Please count how many lines of the data include the word "filename". Give only that number in reply.

[Stored items]
+ + + +

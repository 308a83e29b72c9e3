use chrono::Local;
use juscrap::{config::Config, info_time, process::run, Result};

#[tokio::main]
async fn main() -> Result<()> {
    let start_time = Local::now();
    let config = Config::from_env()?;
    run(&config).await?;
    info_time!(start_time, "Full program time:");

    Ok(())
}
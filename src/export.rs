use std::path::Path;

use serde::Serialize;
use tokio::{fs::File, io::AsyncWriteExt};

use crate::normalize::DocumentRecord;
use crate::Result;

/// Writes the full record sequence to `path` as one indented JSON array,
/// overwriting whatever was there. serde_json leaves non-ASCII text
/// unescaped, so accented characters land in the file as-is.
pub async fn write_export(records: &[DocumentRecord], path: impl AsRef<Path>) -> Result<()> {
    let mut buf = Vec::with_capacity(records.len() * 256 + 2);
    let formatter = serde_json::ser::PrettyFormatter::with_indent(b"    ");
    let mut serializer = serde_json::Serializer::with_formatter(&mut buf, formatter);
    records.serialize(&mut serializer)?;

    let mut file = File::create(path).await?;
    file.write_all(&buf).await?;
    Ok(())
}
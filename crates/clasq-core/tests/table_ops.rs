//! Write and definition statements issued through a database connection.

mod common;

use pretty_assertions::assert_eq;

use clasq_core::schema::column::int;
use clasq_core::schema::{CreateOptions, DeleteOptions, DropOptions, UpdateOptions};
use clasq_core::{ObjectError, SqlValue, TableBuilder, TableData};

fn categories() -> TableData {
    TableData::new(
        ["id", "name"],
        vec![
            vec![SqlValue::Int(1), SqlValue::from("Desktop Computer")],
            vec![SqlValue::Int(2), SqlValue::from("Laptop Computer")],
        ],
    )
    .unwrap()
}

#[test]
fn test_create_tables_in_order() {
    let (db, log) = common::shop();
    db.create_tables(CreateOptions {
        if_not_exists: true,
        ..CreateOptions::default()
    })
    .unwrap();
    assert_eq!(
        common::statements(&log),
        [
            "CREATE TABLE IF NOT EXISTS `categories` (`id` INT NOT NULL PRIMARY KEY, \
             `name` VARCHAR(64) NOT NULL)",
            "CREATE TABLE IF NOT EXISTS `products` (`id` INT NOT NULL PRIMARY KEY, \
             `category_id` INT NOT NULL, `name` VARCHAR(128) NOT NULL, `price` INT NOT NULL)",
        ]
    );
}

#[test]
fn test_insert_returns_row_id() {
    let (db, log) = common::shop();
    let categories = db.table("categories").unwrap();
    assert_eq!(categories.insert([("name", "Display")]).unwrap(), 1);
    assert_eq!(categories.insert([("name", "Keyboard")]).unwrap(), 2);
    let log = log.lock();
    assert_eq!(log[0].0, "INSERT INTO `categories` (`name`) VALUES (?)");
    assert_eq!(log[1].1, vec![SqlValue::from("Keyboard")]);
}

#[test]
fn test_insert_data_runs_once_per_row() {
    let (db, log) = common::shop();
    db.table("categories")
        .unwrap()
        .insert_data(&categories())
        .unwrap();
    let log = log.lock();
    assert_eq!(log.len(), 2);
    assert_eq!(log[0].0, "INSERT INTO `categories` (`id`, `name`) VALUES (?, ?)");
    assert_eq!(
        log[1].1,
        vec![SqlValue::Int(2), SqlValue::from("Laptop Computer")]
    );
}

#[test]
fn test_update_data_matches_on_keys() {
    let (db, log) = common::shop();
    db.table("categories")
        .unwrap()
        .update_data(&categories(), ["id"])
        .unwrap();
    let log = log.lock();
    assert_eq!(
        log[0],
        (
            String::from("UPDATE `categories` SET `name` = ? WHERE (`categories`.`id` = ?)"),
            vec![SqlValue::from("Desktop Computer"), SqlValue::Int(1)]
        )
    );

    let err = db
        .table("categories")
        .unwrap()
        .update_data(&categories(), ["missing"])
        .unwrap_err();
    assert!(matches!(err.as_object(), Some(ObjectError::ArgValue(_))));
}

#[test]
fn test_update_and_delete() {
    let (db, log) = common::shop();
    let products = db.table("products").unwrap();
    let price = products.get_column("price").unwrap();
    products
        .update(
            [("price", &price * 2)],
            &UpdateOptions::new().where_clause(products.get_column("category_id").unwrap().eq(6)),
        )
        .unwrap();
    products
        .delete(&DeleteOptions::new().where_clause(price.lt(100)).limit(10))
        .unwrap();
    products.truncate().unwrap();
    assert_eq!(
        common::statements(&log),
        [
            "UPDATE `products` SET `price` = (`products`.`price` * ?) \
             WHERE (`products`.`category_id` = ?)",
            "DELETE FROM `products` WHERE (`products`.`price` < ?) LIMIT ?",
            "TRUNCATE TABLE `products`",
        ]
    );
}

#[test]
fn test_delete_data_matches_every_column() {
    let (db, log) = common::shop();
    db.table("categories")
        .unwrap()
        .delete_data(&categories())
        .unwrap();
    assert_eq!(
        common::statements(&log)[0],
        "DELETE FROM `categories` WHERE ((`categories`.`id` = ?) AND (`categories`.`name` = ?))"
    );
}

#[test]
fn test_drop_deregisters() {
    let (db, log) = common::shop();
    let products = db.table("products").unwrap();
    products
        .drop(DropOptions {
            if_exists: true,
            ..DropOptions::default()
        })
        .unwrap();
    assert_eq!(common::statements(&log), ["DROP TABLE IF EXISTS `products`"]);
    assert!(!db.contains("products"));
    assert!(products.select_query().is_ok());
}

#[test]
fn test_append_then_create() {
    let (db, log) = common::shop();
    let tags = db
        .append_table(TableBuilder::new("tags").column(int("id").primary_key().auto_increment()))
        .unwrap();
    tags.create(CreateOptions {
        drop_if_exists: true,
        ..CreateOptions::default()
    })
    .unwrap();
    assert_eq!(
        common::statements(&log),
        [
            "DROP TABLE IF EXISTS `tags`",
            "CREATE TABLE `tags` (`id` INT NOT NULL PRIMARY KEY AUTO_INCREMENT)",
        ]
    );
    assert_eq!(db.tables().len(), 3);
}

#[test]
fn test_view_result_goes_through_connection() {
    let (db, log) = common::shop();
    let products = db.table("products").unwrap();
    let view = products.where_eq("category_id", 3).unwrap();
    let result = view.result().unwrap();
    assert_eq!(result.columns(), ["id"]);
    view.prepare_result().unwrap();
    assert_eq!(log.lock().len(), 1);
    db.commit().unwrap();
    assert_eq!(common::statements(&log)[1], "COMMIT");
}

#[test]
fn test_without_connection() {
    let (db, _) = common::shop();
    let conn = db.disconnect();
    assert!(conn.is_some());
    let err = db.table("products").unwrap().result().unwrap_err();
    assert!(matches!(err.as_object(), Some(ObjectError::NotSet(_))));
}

+ + + +

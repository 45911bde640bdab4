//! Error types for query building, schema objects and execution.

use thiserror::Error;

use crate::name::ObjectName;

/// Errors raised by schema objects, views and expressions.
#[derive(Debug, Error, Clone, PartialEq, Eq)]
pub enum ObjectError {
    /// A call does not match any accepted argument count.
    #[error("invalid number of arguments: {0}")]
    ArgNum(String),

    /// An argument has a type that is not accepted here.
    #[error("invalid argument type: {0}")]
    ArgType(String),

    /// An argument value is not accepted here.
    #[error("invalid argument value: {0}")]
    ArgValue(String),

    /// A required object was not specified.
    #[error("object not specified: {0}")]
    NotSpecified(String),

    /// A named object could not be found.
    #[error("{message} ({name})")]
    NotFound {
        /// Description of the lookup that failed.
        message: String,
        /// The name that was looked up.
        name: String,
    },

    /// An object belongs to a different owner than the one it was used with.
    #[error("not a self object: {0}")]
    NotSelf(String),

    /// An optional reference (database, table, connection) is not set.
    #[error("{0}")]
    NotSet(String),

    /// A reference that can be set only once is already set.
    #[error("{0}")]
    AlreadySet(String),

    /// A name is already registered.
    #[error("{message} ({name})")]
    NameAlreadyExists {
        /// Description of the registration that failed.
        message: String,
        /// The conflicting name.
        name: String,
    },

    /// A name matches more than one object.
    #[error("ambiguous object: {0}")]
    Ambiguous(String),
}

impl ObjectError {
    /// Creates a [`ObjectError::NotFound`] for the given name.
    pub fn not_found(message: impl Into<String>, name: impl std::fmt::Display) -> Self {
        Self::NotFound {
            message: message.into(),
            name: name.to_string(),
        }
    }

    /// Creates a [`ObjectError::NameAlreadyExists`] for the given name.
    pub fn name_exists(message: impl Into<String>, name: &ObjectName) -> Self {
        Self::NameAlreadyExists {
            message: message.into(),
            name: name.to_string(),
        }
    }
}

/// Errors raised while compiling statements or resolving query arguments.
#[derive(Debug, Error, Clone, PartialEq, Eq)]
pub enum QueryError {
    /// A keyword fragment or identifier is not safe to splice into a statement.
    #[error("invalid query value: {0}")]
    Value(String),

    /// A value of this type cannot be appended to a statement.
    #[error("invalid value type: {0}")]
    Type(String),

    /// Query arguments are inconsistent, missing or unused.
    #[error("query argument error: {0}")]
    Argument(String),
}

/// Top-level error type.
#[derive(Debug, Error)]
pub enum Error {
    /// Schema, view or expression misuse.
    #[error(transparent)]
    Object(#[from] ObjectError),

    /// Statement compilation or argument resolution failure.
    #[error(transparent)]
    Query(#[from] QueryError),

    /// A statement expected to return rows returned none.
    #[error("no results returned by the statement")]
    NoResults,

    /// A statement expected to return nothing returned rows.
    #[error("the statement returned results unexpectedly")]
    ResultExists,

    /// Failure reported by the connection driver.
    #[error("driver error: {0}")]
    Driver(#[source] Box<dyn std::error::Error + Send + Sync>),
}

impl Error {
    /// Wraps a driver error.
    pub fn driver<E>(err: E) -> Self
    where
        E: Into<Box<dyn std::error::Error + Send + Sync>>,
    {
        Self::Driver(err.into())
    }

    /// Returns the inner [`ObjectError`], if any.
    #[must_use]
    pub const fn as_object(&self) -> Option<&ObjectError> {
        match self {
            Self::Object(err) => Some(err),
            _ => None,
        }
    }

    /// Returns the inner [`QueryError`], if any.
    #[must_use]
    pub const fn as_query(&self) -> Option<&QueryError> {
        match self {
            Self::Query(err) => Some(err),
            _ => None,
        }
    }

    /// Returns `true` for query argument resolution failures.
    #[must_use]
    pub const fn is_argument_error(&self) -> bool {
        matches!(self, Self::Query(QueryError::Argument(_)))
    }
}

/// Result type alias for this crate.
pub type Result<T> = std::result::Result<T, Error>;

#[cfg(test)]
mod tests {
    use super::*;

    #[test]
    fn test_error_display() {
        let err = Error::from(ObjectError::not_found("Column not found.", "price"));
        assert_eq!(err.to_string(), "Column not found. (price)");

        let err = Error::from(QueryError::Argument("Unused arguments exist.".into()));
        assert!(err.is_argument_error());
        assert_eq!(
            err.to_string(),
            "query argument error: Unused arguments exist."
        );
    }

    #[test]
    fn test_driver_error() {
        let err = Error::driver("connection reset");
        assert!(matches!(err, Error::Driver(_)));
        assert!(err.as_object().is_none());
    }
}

+ + + +

**Response:**
2